___ Data ___

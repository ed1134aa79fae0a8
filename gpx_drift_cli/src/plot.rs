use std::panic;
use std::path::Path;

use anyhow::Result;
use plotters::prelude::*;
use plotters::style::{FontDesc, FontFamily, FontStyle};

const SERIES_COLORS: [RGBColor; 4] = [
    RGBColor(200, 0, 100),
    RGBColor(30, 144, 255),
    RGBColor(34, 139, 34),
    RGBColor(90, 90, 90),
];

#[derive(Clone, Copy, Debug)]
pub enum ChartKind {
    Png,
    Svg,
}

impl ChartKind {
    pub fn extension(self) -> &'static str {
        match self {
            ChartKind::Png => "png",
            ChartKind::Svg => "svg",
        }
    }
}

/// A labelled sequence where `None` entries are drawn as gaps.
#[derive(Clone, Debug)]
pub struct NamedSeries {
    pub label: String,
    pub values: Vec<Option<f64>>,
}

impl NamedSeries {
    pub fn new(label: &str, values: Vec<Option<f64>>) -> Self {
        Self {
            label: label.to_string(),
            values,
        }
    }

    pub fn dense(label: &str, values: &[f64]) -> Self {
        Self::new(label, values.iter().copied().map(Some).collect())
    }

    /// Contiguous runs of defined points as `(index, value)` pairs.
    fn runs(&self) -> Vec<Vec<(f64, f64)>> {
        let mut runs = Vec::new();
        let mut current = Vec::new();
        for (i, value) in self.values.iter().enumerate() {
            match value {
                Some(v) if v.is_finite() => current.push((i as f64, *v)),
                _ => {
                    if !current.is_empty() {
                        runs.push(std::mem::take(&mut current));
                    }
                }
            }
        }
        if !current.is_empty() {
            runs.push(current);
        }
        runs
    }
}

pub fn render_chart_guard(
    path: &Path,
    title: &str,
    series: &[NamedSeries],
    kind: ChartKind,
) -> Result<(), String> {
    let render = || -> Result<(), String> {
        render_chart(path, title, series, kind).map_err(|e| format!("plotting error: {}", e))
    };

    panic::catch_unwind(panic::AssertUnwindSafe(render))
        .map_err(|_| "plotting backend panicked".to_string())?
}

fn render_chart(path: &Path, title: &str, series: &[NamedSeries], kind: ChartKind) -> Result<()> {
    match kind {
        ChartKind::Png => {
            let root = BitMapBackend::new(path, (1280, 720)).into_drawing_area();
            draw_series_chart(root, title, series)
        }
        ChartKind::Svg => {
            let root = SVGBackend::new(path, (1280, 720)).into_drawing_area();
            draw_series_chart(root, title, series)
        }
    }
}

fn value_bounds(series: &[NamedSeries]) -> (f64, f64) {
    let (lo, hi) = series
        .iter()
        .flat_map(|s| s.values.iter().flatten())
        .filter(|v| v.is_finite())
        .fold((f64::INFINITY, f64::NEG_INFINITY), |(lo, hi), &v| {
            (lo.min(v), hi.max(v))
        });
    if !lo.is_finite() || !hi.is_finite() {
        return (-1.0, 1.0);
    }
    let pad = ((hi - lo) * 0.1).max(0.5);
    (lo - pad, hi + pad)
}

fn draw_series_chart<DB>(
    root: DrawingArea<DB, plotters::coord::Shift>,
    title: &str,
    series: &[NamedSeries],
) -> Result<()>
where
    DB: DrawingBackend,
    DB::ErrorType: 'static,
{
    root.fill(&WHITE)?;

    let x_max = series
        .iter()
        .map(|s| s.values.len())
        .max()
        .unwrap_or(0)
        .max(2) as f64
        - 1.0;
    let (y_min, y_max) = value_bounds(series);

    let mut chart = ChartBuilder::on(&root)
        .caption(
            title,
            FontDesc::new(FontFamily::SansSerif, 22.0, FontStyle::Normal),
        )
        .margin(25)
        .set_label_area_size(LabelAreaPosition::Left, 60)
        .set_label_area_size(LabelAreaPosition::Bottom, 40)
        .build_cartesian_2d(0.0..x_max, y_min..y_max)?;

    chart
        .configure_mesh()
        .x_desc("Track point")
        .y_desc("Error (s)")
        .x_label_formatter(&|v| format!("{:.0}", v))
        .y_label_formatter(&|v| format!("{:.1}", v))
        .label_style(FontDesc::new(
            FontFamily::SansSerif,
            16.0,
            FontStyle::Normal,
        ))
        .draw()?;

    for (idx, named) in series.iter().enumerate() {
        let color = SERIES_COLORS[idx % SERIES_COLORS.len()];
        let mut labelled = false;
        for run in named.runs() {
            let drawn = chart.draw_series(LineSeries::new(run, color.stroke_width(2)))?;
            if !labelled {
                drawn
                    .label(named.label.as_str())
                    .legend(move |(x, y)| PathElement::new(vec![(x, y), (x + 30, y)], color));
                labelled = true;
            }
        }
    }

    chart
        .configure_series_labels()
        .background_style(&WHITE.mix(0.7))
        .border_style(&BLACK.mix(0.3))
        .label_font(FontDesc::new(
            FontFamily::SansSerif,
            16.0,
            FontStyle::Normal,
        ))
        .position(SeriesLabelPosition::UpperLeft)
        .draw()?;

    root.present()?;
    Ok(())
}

___

_Your objective_
Copy each line in the data that holds the word "NamedSeries".

_Finished exercise_
pub struct NamedSeries {
impl NamedSeries {
    series: &[NamedSeries],
fn render_chart(path: &Path, title: &str, series: &[NamedSeries], kind: ChartKind) -> Result<()> {
fn value_bounds(series: &[NamedSeries]) -> (f64, f64) {
    series: &[NamedSeries],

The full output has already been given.